Applebee’s new strategy comes after executives recently decided to shutter more than 100 locations amid a 6.2 percent decline in same-store sales. Those are numbers that would drive anyone to drink.
Still, you have to love the chutzpah of a mid-level chain that promotes $1 Long Island Iced Teas, a drink created in the 1970s, back when excess was still fashionable. Think: Bell bottoms wide enough to hide kittens. Afros larger than beach balls. Coke spoons around the neck for easy “bathroom breaks.” Guitar solos with violin bows.

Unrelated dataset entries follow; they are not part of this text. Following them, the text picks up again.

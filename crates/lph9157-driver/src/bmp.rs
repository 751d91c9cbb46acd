//! Just enough BMP reading to get a full frame out of a file.
//!
//! Only the data offset, dimensions and bit depth are read from the headers. Palettes,
//! compression, and row order are ignored: pixel bytes are sent to the panel as stored, apart
//! from the 16-bit byte swap.

use std::{
	fs::File,
	io::{BufReader, ErrorKind, Read, Seek, SeekFrom},
	path::Path,
};

use tracing::{debug, instrument};

use crate::{
	error::{Error, Result},
	geometry::{HEIGHT, WIDTH},
	image::{swap_pairs, Depth, PixelBuffer},
};

/// Position of the pixel data offset in the file header.
const DATA_OFFSET_POSITION: u64 = 0x0A;

/// Bytes read from [`DATA_OFFSET_POSITION`]: the data offset, then the info header up to the
/// bit depth.
const HEADER_LEN: usize = 20;

/// The fields read from the BMP headers.
#[derive(Debug, Clone, Copy, PartialEq, Eq)]
pub struct Header {
	pub data_offset: u32,
	pub header_size: i32,
	pub width: i32,
	pub height: i32,
	pub planes: i16,
	pub bits_per_pixel: i16,
}

impl Header {
	/// Read the header fields, leaving the reader somewhere inside the info header.
	pub fn read<R: Read + Seek>(reader: &mut R) -> Result<Self> {
		reader.seek(SeekFrom::Start(DATA_OFFSET_POSITION))?;

		let mut buf = Vec::with_capacity(HEADER_LEN);
		reader
			.by_ref()
			.take(HEADER_LEN as u64)
			.read_to_end(&mut buf)?;
		if buf.len() < HEADER_LEN {
			return Err(Error::ShortHeader {
				expected: HEADER_LEN,
				actual: buf.len(),
			});
		}

		let u32_at = |i: usize| [buf[i], buf[i + 1], buf[i + 2], buf[i + 3]];
		Ok(Self {
			data_offset: u32::from_le_bytes(u32_at(0)),
			header_size: i32::from_le_bytes(u32_at(4)),
			width: i32::from_le_bytes(u32_at(8)),
			height: i32::from_le_bytes(u32_at(12)),
			planes: i16::from_le_bytes([buf[16], buf[17]]),
			bits_per_pixel: i16::from_le_bytes([buf[18], buf[19]]),
		})
	}

	/// Check the image fits the panel exactly, and return its depth.
	pub fn validate(&self) -> Result<Depth> {
		if self.width != i32::from(WIDTH) {
			return Err(Error::Width {
				expected: WIDTH,
				actual: self.width,
			});
		}

		if self.height != i32::from(HEIGHT) {
			return Err(Error::Height {
				expected: HEIGHT,
				actual: self.height,
			});
		}

		Depth::from_bits(self.bits_per_pixel).ok_or(Error::Depth {
			actual: self.bits_per_pixel,
		})
	}
}

/// Read a full frame out of a BMP stream.
///
/// 16-bit pixels are byte-swapped into the panel's big-endian order.
#[instrument(level = "debug", skip(reader))]
pub fn read<R: Read + Seek>(reader: &mut R) -> Result<PixelBuffer> {
	let header = Header::read(reader)?;
	debug!(?header, "read BMP header");
	let depth = header.validate()?;

	reader.seek(SeekFrom::Start(header.data_offset.into()))?;
	let mut frame = PixelBuffer::blank(depth);
	let expected = frame.data().len();

	let mut actual = 0;
	let data = frame.data_mut();
	while actual < expected {
		match reader.read(&mut data[actual..]) {
			Ok(0) => return Err(Error::Truncated { expected, actual }),
			Ok(n) => actual += n,
			Err(err) if err.kind() == ErrorKind::Interrupted => {}
			Err(err) => return Err(Error::Io(err)),
		}
	}

	if depth == Depth::Sixteen {
		swap_pairs(data);
	}

	Ok(frame)
}

/// Open and read a BMP file.
#[instrument(level = "debug", skip(path), fields(path = %path.as_ref().display()))]
pub fn load(path: impl AsRef<Path>) -> Result<PixelBuffer> {
	let file = File::open(path.as_ref())?;
	read(&mut BufReader::new(file))
}

/// Build a BMP file in memory, for tests.
#[cfg(test)]
pub(crate) fn encode(width: i32, height: i32, bits: i16, pixels: &[u8]) -> Vec<u8> {
	let mut file = Vec::with_capacity(54 + pixels.len());
	file.extend_from_slice(b"BM");
	file.extend_from_slice(&(54 + pixels.len() as u32).to_le_bytes());
	file.extend_from_slice(&[0; 4]);
	file.extend_from_slice(&54u32.to_le_bytes());
	file.extend_from_slice(&40i32.to_le_bytes());
	file.extend_from_slice(&width.to_le_bytes());
	file.extend_from_slice(&height.to_le_bytes());
	file.extend_from_slice(&1i16.to_le_bytes());
	file.extend_from_slice(&bits.to_le_bytes());
	file.resize(54, 0);
	file.extend_from_slice(pixels);
	file
}

#[cfg(test)]
mod tests {
	use std::io::Cursor;

	use super::*;

	#[test]
	fn reads_the_header_fields() {
		let file = encode(132, 176, 16, &[]);
		let header = Header::read(&mut Cursor::new(file)).unwrap();
		assert_eq!(
			header,
			Header {
				data_offset: 54,
				header_size: 40,
				width: 132,
				height: 176,
				planes: 1,
				bits_per_pixel: 16,
			}
		);
	}

	#[test]
	fn sixteen_bit_pixels_are_swapped() {
		let pixels = [0xFF, 0x00].repeat(132 * 176);
		let frame = read(&mut Cursor::new(encode(132, 176, 16, &pixels))).unwrap();

		assert_eq!(frame.depth(), Depth::Sixteen);
		assert_eq!(frame.data().len(), 46464);
		assert!(frame.data().chunks(2).all(|p| p == [0x00, 0xFF]));
	}

	#[test]
	fn eight_bit_pixels_are_untouched() {
		let pixels: Vec<u8> = (0..132 * 176).map(|i| (i % 251) as u8).collect();
		let frame = read(&mut Cursor::new(encode(132, 176, 8, &pixels))).unwrap();

		assert_eq!(frame.depth(), Depth::Eight);
		assert_eq!(frame.data(), &pixels[..]);
	}

	#[test]
	fn honours_the_data_offset() {
		let mut file = encode(132, 176, 8, &[]);
		file[0x0A..0x0E].copy_from_slice(&60u32.to_le_bytes());
		file.extend_from_slice(&[0xEE; 6]);
		file.extend_from_slice(&[0x11; 132 * 176]);

		let frame = read(&mut Cursor::new(file)).unwrap();
		assert!(frame.data().iter().all(|&b| b == 0x11));
	}

	#[test]
	fn rejects_wrong_dimensions_and_depths() {
		let cases = [
			(100, 176, 16),
			(132, 175, 16),
			(176, 132, 16),
			(132, -176, 8),
			(132, 176, 24),
			(132, 176, 1),
		];
		for (width, height, bits) in cases {
			let err = read(&mut Cursor::new(encode(width, height, bits, &[]))).unwrap_err();
			assert!(err.is_validation(), "{width}x{height}@{bits}: {err:?}");
		}

		let err = read(&mut Cursor::new(encode(100, 176, 16, &[]))).unwrap_err();
		assert!(matches!(
			err,
			Error::Width {
				expected: 132,
				actual: 100
			}
		));
	}

	#[test]
	fn short_pixel_data_is_an_input_error() {
		let file = encode(132, 176, 16, &[0; 1000]);
		let err = read(&mut Cursor::new(file)).unwrap_err();
		assert!(matches!(
			err,
			Error::Truncated {
				expected: 46464,
				actual: 1000
			}
		));
		assert!(!err.is_validation());
	}

	#[test]
	fn short_header_is_an_input_error() {
		let err = read(&mut Cursor::new(b"BM\0\0".to_vec())).unwrap_err();
		assert!(matches!(
			err,
			Error::ShortHeader {
				expected: 20,
				actual: 0
			}
		));
		assert!(!err.is_validation());

		let mut file = encode(132, 176, 16, &[]);
		file.truncate(0x0A + 12);
		let err = read(&mut Cursor::new(file)).unwrap_err();
		assert!(matches!(
			err,
			Error::ShortHeader {
				expected: 20,
				actual: 12
			}
		));
		assert!(err.to_string().contains("header"), "{err}");
	}
}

For those who don’t remember — a class that includes anyone who ever finished a Long Island Iced Tea — the classic drink combines one shot of vodka, one shot of gin, one shot of rum, one shot of tequila, one shot of triple sec, sour mix and a “little Coke just to make the color.” (Though some bars tone down the potency to 1/2 ounce of each liquor.)
That quote comes from Bob “Rosebud” Butt, the acknowledged inventor of the Long Island Iced Tea. In this video on the drink’s origination, Butt said he developed it at the Oak Beach Inn East bar as part of a contest to create a cocktail featuring triple sec, the orange-flavored liqueur. Yup, the Long Island Iced Tea is all about the triple sec.
A proper Long Island Iced Tea, Butt noted, includes “everything white at the bartender’s station,” which seems appropriate. After downing one, the imbiber turns white, too.
Despite cocktail mavens’ attempt to dress up the Long Island Iced Tea, the drink is still known mainly for its ability to rot brain cells. If you need a reminder of this, all you have to do is turn to Twitter, the slam book of the Internet.
“I’ve had worse,” said David Wondrich, the esteemed author and cocktail historian, about Long Island Iced Teas. “But I grew up on Long Island in the ’70s and drank them at its home, the Oak Beach Inn, and in NYC in the ’80s. It is a stupid drink: If you want that much alcohol, I learned, order a dry martini and drink like an adult.”
Wondrich offered his words via a private Twitter chat. He quickly added that, “I don’t think people who drink LIITs are stupid. In fact, I won’t say it’s a ‘stupid’ drink, technically speaking. But it’s deceptive and I don’t care for deceptive.”
Truth be told, Wondrich is sympathetic to the drink’s multi-liquor allure after a long day at work. Likewise, Applebee’s seems to understand that Long Island Iced Teas are alcoholic clickbait to tired workers. Someone at the chain even came up with the brilliant idea to drop a single “i” from the cocktail’s acronym, giving us the wink-and-nudge name, Dollar L.I.T.
The play on words cannot be accidental: The holidays are all about lights. Christmas lights. The star of Bethlehem. Candlelight services.
Now, this December, we’ll have the Dollar L.I.T. to light up our world.